Our new dataset is the HR Analytics Case Study dataset (Kaggle) which contains many features about 4410 employees. The classification task for this dataset is to determine if an employee is going to quit or stay at the company (binary classification). This dataset is seperated into many different files, these files include: general employee data (24 features such as age, distance from home, education level, etc.), employee survey data (satisfaction levels, etc.), and manager surveys about the employees (performance rating and involvement). This dataset also has two files containing a timeseries of when the employee clocked in and when they clocked out over a 262 day period. This timeseries data is most likely going to be transformed into an "average time spent working" feature for each employee. 

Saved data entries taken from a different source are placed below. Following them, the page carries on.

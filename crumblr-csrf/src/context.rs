use std::fmt;

/// Everything a crumb digest is bound to.
#[derive(Clone, PartialEq, Eq)]
pub struct VerificationContext {
    /// Client address as seen by the host
    pub remote_address: String,

    /// Session identifier
    pub session_id: String,

    /// Per-session random secret
    pub session_secret: String,

    /// Protection scope
    pub scope: String,
}

impl VerificationContext {
    pub fn new(
        remote_address: impl Into<String>,
        session_id: impl Into<String>,
        session_secret: impl Into<String>,
        scope: impl Into<String>,
    ) -> Self {
        Self {
            remote_address: remote_address.into(),
            session_id: session_id.into(),
            session_secret: session_secret.into(),
            scope: scope.into(),
        }
    }

    pub fn with_remote_address(mut self, remote_address: impl Into<String>) -> Self {
        self.remote_address = remote_address.into();
        self
    }

    pub fn with_session_id(mut self, session_id: impl Into<String>) -> Self {
        self.session_id = session_id.into();
        self
    }

    pub fn with_session_secret(mut self, session_secret: impl Into<String>) -> Self {
        self.session_secret = session_secret.into();
        self
    }

    pub fn with_scope(mut self, scope: impl Into<String>) -> Self {
        self.scope = scope.into();
        self
    }
}

// The secret must never end up in logs.
impl fmt::Debug for VerificationContext {
    fn fmt(&self, f: &mut fmt::Formatter<'_>) -> fmt::Result {
        f.debug_struct("VerificationContext")
            .field("remote_address", &self.remote_address)
            .field("session_id", &self.session_id)
            .field("session_secret", &"[redacted]")
            .field("scope", &self.scope)
            .finish()
    }
}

The dataset can be found here: https://www.kaggle.com/vjchoudhary7/hr-analytics-case-study [1]

***

## 1 Preparation

### 1.1 Define & Prepare Class Variables

- __[1 points]__ Define and prepare your class variables. Use proper variable representations (int, float, one-hot, etc.). Use pre-processing methods (as needed) for dimensionality reduction, scaling, etc. Remove variables that are not needed/useful for the analysis. Describe the final dataset that is used for classification/regression (include a description of any newly formed variables you created). 
- *Note: normalize data (using standard scalar) and use label encoding*

In [1]:
#some data prep code taken from https://www.kaggle.com/artyomkolas/hr-analytics-2 [2]
#code taken will be referenced using the '[2]' comment
import pandas as pd

#read all csv files
general_data = pd.read_csv('general_data.csv')
empl_survey = pd.read_csv('employee_survey_data.csv')
mngr_survey = pd.read_csv('manager_survey_data.csv')
in_time = pd.read_csv('in_time.csv')
out_time = pd.read_csv('out_time.csv')

#concatenate dataframes other than time series data (join on EmployeeID)
#--------------- (All code below taken from [2]) #---------------
df = pd.concat([general_data.set_index('EmployeeID'), 
                empl_survey.set_index('EmployeeID'),
                mngr_survey.set_index('EmployeeID')], 
               axis=1, 
               join='inner').reset_index()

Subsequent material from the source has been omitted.